- _What needs to be done_
Reproduce every entry word for word.
(Beginning of Exercise input)
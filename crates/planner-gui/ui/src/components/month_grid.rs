use chrono::NaiveDate;
use planner_core::interaction::Grip;
use planner_core::layout::{
  MonthLayout,
  WEEKDAY_LABELS
};
use planner_core::task::TaskId;
use yew::{
  Callback,
  Html,
  Properties,
  function_component,
  html
};

use super::DayCellView;

#[derive(Properties, PartialEq)]
pub struct MonthGridProps {
  pub layout:        MonthLayout,
  pub on_cell_down:  Callback<NaiveDate>,
  pub on_cell_enter: Callback<NaiveDate>,
  pub on_chip_down:
    Callback<(TaskId, Grip, NaiveDate)>,
  pub on_open_task:  Callback<TaskId>,
  pub on_play:       Callback<String>
}

#[function_component(MonthGrid)]
pub fn month_grid(
  props: &MonthGridProps
) -> Html {
  html! {
      <div class="month-grid">
          <div class="weekday-row">
              { for WEEKDAY_LABELS.iter().map(|label| html! {
                  <div class="weekday">{ *label }</div>
              }) }
          </div>
          {
              for props.layout.weeks().map(|week| html! {
                  <div class="week-row">
                      {
                          for week.iter().map(|cell| html! {
                              <DayCellView
                                  key={cell.date.to_string()}
                                  cell={cell.clone()}
                                  on_down={props.on_cell_down.clone()}
                                  on_enter={props.on_cell_enter.clone()}
                                  on_chip_down={props.on_chip_down.clone()}
                                  on_open_task={props.on_open_task.clone()}
                                  on_play={props.on_play.clone()}
                              />
                          })
                      }
                  </div>
              })
          }
      </div>
  }
}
(End of Exercise input)
- _Solution to the exercise_
filename crates/planner-gui/ui/src/components/month_grid.rs
use chrono::NaiveDate;
use planner_core::interaction::Grip;
use planner_core::layout::{
  MonthLayout,
  WEEKDAY_LABELS
};
use planner_core::task::TaskId;
use yew::{
  Callback,
  Html,
  Properties,
  function_component,
  html
};

use super::DayCellView;

#[derive(Properties, PartialEq)]
pub struct MonthGridProps {
  pub layout:        MonthLayout,
  pub on_cell_down:  Callback<NaiveDate>,
  pub on_cell_enter: Callback<NaiveDate>,
  pub on_chip_down:
    Callback<(TaskId, Grip, NaiveDate)>,
  pub on_open_task:  Callback<TaskId>,
  pub on_play:       Callback<String>
}

#[function_component(MonthGrid)]
pub fn month_grid(
  props: &MonthGridProps
) -> Html {
  html! {
      <div class="month-grid">
          <div class="weekday-row">
              { for WEEKDAY_LABELS.iter().map(|label| html! {
                  <div class="weekday">{ *label }</div>
              }) }
          </div>
          {
              for props.layout.weeks().map(|week| html! {
                  <div class="week-row">
                      {
                          for week.iter().map(|cell| html! {
                              <DayCellView
                                  key={cell.date.to_string()}
                                  cell={cell.clone()}
                                  on_down={props.on_cell_down.clone()}
                                  on_enter={props.on_cell_enter.clone()}
                                  on_chip_down={props.on_chip_down.clone()}
                                  on_open_task={props.on_open_task.clone()}
                                  on_play={props.on_play.clone()}
                              />
                          })
                      }
                  </div>
              })
          }
      </div>
  }
}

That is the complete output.